Voice AI is becoming increasingly ubiquitous and powerful. Forecasts suggest that voice commerce will be an $80 billion business by 2023. But speech recognition has significant race and gender biases. As with facial recognition, web searches and even soap dispensers, speech recognition is another form of AI that performs worse for women and nonwhite people.
Here’s a thought experiment: Let’s consider three Americans who all speak English as a first language. Say my friend Josh and I both use Google speech recognition. He might get 92% accuracy and I would get 79% accuracy. We’re both white. If we read the same paragraph, he would need to fix about 8% of the transcription and I’d need to fix 21%. My mixed-race female friend, Jada, is likely to get 10% lower accuracy than me.
Dialects also affect accuracy. For example, Indian English has a 78% accuracy rate and Scottish English has a 53% accuracy rate.

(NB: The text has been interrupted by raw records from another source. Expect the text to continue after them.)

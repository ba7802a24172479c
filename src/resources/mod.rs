//! 资源客户端
//!
//! REST 端点到类型化函数的一一映射，不做序列化之外的处理。
//! 创建接口在发送前做必填校验，其余错误原样返回。

mod jobs;
mod materials;
mod spare_parts;

pub use jobs::Jobs;
pub use materials::Materials;
pub use spare_parts::SpareParts;

#[cfg(test)]
mod tests;
//! Crash recovery
//!
//! Rebuilds the transaction table from the write-ahead log at startup:
//!
//! | log contents                 | outcome                                  |
//! |------------------------------|------------------------------------------|
//! | `Commit`, every op `Applied` | COMMITTED, nothing to do                 |
//! | `Commit`, ops left to apply  | redone in commit order, COMMITTED        |
//! | records lost to failed sync  | ABORTED, an `Abort` mark is logged       |
//! | `Prepared`, no decision      | restored as PREPARED (in doubt)          |
//! | `Abort`                      | ABORTED                                  |
//! | `Staged` only                | ABORTED, an `Abort` mark is logged       |
//!
//! Redo resumes after the last `Applied` progress record. Only the operation
//! in flight at the crash is applied twice, and a single operation repeated
//! over its own effect changes nothing. A redo that fails leaves its
//! transaction COMMITTING for maintenance to retry; later commits touching
//! the same owners wait behind it so commit order is kept.

use crate::coordinator::{TransactionCoordinator, TxnEntry};
use afs_common::{Error, OwnerId, Result, TxnId, TxnMode, TxnState};
use afs_storage::TxnLog;
use afs_storage::wal::RecordKind;
use parking_lot::Mutex;
use std::collections::HashSet;
use std::sync::Arc;
use std::sync::atomic::Ordering;
use std::time::Instant;
use tracing::{error, info, warn};

/// What recovery found and did
#[derive(Debug, Clone, Default, PartialEq, Eq)]
pub struct RecoveryReport {
    /// Committed and fully applied before the restart
    pub committed: Vec<TxnId>,
    /// Committed but not fully applied; re-applied during recovery
    pub reapplied: Vec<TxnId>,
    /// Aborted, explicitly or by crashing before prepare
    pub aborted: Vec<TxnId>,
    /// Prepared without a decision; waiting for the coordinator
    pub in_doubt: Vec<TxnId>,
    /// Committed, but redo failed or waits behind a failed redo
    pub stalled: Vec<TxnId>,
}

impl RecoveryReport {
    /// Nothing needed redo and nothing waits for a coordinator
    #[must_use]
    pub fn is_clean(&self) -> bool {
        self.reapplied.is_empty() && self.in_doubt.is_empty() && self.stalled.is_empty()
    }
}

fn recovered_entry(log: &TxnLog, state: TxnState) -> TxnEntry {
    let mut entry = TxnEntry::new(log.prepared.map_or(TxnMode::OnePhase, |s| s.mode));
    entry.state = state;
    entry.first_lsn = Some(log.first_lsn);
    entry
}

impl TransactionCoordinator {
    /// Replay the log and bring storage and the transaction table up to date
    ///
    /// Must run before any transaction is admitted. Ends with a checkpoint.
    pub fn recover(&self) -> Result<RecoveryReport> {
        let logs = self.wal().replay()?;
        info!("Recovering {} logged transactions", logs.len());

        let mut report = RecoveryReport::default();
        let mut restored: Vec<(TxnId, TxnEntry)> = Vec::with_capacity(logs.len());
        let mut redo: Vec<TxnLog> = Vec::new();
        let unconfirmed: HashSet<TxnId> = self.wal().unconfirmed_txns().iter().copied().collect();

        for log in logs {
            let txn = log.txn;

            if log.commit_lsn.is_some() {
                if log.is_applied() {
                    report.committed.push(txn);
                    restored.push((txn, recovered_entry(&log, TxnState::Committed)));
                } else {
                    redo.push(log);
                }
                continue;
            }

            if !log.aborted && unconfirmed.contains(&txn) {
                warn!("Aborting {txn}: its last log records were never confirmed on disk");
                self.wal().append(RecordKind::Abort, txn, Vec::new())?;
                report.aborted.push(txn);
                restored.push((txn, recovered_entry(&log, TxnState::Aborted)));
                continue;
            }

            if log.aborted {
                report.aborted.push(txn);
                restored.push((txn, recovered_entry(&log, TxnState::Aborted)));
                continue;
            }

            if let Some(summary) = log.prepared {
                if summary.op_count as usize != log.ops.len() {
                    return Err(Error::wal(format!(
                        "{txn} prepared {} operations but the log holds {}",
                        summary.op_count,
                        log.ops.len()
                    )));
                }
                warn!(
                    "{txn} is in doubt: prepared with {} operations, awaiting coordinator",
                    log.ops.len()
                );
                let mut entry = TxnEntry::new(summary.mode);
                entry.state = TxnState::Prepared;
                entry.first_lsn = Some(log.first_lsn);
                entry.prepared_at = Some(Instant::now());
                entry.ops = log.ops;
                report.in_doubt.push(txn);
                restored.push((txn, entry));
                continue;
            }

            // Crashed before prepare: the client never got a commit.
            warn!(
                "Discarding {txn}: {} staged operations never prepared",
                log.ops.len()
            );
            self.wal().append(RecordKind::Abort, txn, Vec::new())?;
            report.aborted.push(txn);
            restored.push((txn, recovered_entry(&log, TxnState::Aborted)));
        }

        redo.sort_by_key(|log| log.commit_lsn);
        let mut blocked: HashSet<OwnerId> = HashSet::new();
        for log in redo {
            let txn = log.txn;
            let owners: HashSet<OwnerId> = log
                .ops
                .iter()
                .flat_map(|op| op.owners().into_iter().cloned())
                .collect();

            let mut applied = log.applied;
            let result = if owners.is_disjoint(&blocked) {
                info!(
                    "Re-applying {} of {} operations of committed {txn}",
                    log.ops.len() - applied.min(log.ops.len()),
                    log.ops.len()
                );
                self.apply_committed(txn, &log.ops, &mut applied)
            } else {
                Err(Error::internal("an earlier commit on the same owners is stalled"))
            };

            match result {
                Ok(()) => {
                    self.run_hooks(txn, &log.ops);
                    report.reapplied.push(txn);
                    restored.push((txn, recovered_entry(&log, TxnState::Committed)));
                }
                Err(e) if e.is_fatal() => return Err(e),
                Err(e) => {
                    error!("Redo of committed {txn} failed, left for retry: {e}");
                    blocked.extend(owners);
                    let mut entry = recovered_entry(&log, TxnState::Committing);
                    entry.commit_lsn = log.commit_lsn;
                    entry.applied = applied;
                    entry.ops = log.ops;
                    report.stalled.push(txn);
                    restored.push((txn, entry));
                }
            }
        }

        {
            let mut txns = self.txns.lock();
            for (txn, entry) in restored {
                txns.insert(txn, Arc::new(Mutex::new(entry)));
            }
        }
        self.next_txn
            .fetch_max(self.wal().max_txn_id() + 1, Ordering::SeqCst);
        self.wal().clear_unconfirmed()?;

        self.checkpoint()?;

        info!(
            "Recovery complete: committed={}, reapplied={}, aborted={}, in_doubt={}, stalled={}",
            report.committed.len(),
            report.reapplied.len(),
            report.aborted.len(),
            report.in_doubt.len(),
            report.stalled.len()
        );
        Ok(report)
    }
}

Amazon and Google teams are working to improve that accuracy, but the problem has not yet been solved.
Disparities exist because of the way we’ve structured our data analysis, databases and machine learning. The underlying reason may be that databases have lots of white male data, and less data on female and minority voices.
AI is therefore set up to fail. Machine learning is a technique that finds patterns within data. When you use speech recognition, the system is answering the question “Which words best map onto this audio data, given the patterns and data in the database?” If the database has mostly white male voices, it will not perform as well with data it sees infrequently, such as female and other more diverse voices.
This is absolutely a matter of social injustice. And companies should be aware that the accuracy of speech recognition also affects customer purchasing decisions.
What can companies do? Be more transparent about your voice statistics, and encourage competition in the area. Remember that women and minorities have huge purchasing power — why wouldn’t you want to solve this problem?